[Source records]
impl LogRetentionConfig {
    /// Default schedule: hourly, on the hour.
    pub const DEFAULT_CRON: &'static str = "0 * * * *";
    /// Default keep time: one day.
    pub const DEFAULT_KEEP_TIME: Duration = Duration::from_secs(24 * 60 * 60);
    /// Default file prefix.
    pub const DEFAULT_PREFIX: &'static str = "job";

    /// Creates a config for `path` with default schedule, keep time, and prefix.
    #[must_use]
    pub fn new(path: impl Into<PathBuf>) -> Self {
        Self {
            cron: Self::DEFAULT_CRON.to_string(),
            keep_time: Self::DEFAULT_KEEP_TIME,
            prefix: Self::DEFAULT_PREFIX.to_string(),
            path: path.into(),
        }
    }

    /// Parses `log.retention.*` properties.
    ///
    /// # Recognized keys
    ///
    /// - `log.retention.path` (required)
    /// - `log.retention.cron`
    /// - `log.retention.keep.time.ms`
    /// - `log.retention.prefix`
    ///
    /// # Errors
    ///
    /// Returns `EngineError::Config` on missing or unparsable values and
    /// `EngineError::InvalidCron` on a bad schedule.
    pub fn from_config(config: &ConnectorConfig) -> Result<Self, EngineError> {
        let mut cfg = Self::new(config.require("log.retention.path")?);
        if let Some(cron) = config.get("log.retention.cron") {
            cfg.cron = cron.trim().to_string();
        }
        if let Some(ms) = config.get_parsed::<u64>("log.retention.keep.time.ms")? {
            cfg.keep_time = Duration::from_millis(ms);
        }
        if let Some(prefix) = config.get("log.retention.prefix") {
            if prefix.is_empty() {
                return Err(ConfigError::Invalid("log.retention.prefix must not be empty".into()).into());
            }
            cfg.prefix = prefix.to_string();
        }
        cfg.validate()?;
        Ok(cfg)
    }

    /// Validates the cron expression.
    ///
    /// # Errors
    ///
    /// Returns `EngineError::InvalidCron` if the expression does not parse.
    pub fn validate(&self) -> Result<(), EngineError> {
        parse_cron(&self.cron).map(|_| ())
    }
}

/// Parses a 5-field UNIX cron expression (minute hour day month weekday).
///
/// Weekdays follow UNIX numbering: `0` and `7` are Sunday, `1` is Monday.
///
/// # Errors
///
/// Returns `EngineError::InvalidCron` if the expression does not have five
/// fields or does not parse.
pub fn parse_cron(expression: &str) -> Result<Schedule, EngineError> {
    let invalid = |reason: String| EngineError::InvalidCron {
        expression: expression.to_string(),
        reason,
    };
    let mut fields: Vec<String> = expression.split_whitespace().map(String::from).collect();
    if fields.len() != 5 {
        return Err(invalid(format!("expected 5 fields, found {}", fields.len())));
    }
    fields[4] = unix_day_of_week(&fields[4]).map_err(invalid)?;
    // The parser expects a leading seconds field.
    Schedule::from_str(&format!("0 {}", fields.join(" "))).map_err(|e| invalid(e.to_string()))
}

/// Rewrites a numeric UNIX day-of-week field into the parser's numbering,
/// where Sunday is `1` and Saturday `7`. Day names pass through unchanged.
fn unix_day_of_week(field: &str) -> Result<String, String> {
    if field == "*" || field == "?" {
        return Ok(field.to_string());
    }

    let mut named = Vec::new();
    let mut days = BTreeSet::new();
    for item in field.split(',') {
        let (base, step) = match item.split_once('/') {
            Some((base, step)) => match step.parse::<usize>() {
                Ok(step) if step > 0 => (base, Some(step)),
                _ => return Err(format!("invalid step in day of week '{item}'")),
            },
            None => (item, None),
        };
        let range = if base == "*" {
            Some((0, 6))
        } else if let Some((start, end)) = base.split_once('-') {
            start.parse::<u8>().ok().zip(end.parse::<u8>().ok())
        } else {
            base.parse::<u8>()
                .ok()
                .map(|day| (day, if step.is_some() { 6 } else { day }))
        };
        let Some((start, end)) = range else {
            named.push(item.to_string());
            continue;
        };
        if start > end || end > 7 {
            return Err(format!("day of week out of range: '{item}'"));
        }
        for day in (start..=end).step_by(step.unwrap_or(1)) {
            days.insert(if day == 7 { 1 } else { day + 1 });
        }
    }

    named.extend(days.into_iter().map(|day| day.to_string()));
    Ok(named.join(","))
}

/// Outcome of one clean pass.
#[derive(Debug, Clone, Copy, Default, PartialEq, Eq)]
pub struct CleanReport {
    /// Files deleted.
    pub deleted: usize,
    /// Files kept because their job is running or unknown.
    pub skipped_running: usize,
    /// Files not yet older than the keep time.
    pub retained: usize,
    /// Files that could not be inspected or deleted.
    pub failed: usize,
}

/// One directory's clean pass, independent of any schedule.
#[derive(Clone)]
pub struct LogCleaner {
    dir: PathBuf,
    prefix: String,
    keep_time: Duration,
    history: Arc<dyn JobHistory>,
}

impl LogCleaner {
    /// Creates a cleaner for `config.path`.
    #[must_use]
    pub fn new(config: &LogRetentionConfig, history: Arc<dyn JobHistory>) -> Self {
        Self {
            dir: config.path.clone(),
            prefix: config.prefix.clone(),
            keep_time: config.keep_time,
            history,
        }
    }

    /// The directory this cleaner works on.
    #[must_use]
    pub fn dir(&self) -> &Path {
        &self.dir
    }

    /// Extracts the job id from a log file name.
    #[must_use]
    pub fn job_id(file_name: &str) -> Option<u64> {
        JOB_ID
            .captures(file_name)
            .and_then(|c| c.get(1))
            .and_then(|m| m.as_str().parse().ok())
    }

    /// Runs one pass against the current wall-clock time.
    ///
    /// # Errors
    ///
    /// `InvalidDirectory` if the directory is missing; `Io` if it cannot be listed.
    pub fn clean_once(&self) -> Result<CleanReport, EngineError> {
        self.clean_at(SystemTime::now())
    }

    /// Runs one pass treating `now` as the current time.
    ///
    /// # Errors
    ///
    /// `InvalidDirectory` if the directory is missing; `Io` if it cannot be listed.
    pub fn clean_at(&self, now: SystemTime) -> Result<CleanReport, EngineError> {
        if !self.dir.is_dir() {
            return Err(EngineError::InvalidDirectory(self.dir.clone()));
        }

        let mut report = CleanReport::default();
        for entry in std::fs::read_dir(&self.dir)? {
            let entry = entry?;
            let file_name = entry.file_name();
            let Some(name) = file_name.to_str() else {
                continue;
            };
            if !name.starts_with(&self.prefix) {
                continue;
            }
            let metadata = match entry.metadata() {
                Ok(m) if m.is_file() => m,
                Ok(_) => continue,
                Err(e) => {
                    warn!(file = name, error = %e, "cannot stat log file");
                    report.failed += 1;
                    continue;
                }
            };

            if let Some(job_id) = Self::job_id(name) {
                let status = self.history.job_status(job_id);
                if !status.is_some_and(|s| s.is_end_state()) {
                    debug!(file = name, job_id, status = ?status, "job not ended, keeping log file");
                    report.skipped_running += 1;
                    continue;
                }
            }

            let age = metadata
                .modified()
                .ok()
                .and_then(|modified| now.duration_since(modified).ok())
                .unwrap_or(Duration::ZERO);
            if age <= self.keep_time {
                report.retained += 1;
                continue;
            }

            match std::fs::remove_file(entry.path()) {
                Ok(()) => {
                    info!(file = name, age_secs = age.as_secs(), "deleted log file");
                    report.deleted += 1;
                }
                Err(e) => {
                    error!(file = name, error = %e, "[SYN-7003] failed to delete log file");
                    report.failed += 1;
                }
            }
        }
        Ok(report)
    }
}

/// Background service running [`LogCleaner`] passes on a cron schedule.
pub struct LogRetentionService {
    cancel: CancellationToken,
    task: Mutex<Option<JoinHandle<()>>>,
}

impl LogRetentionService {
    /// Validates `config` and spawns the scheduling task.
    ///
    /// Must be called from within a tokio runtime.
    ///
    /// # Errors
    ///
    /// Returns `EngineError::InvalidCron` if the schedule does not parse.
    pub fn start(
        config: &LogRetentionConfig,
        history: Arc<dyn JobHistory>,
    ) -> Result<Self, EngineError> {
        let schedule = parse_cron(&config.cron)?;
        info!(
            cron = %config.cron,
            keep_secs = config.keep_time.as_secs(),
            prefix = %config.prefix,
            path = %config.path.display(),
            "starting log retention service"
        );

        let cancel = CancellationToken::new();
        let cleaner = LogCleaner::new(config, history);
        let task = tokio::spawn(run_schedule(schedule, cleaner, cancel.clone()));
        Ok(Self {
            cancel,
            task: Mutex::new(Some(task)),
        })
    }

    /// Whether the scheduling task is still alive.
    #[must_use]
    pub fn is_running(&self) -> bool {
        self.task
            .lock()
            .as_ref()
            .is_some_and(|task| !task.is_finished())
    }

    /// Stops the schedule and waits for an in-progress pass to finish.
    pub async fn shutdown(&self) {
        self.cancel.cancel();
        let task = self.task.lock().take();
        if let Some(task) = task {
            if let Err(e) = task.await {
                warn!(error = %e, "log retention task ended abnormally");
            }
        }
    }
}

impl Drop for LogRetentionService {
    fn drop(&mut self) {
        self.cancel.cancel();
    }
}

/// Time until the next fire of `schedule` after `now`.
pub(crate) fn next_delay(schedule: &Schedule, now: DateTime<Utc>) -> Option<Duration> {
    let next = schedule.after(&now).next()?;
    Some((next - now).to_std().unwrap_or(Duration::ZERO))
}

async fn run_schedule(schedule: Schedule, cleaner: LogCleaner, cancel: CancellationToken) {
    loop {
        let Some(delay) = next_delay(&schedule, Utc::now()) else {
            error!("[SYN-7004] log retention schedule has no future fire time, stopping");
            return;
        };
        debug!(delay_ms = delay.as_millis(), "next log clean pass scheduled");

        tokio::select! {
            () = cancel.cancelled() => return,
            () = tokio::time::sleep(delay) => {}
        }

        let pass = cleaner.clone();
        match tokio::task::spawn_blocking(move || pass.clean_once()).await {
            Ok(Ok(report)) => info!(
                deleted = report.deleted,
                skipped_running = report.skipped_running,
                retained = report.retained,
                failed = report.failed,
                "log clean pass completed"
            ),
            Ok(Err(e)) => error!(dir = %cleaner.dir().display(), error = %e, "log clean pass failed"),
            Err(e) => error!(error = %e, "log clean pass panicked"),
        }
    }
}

**EXERCISE INSTRUCTIONS**
Retype only the stretch of lines above starting at the one with "return Ok(field.to_string());" and stopping at the one with "let (base, step)", exactly as written, with both kept.

**EXERCISE SOLUTION**
        return Ok(field.to_string());
    }

    let mut named = Vec::new();
    let mut days = BTreeSet::new();
    for item in field.split(',') {
        let (base, step) = match item.split_once('/') {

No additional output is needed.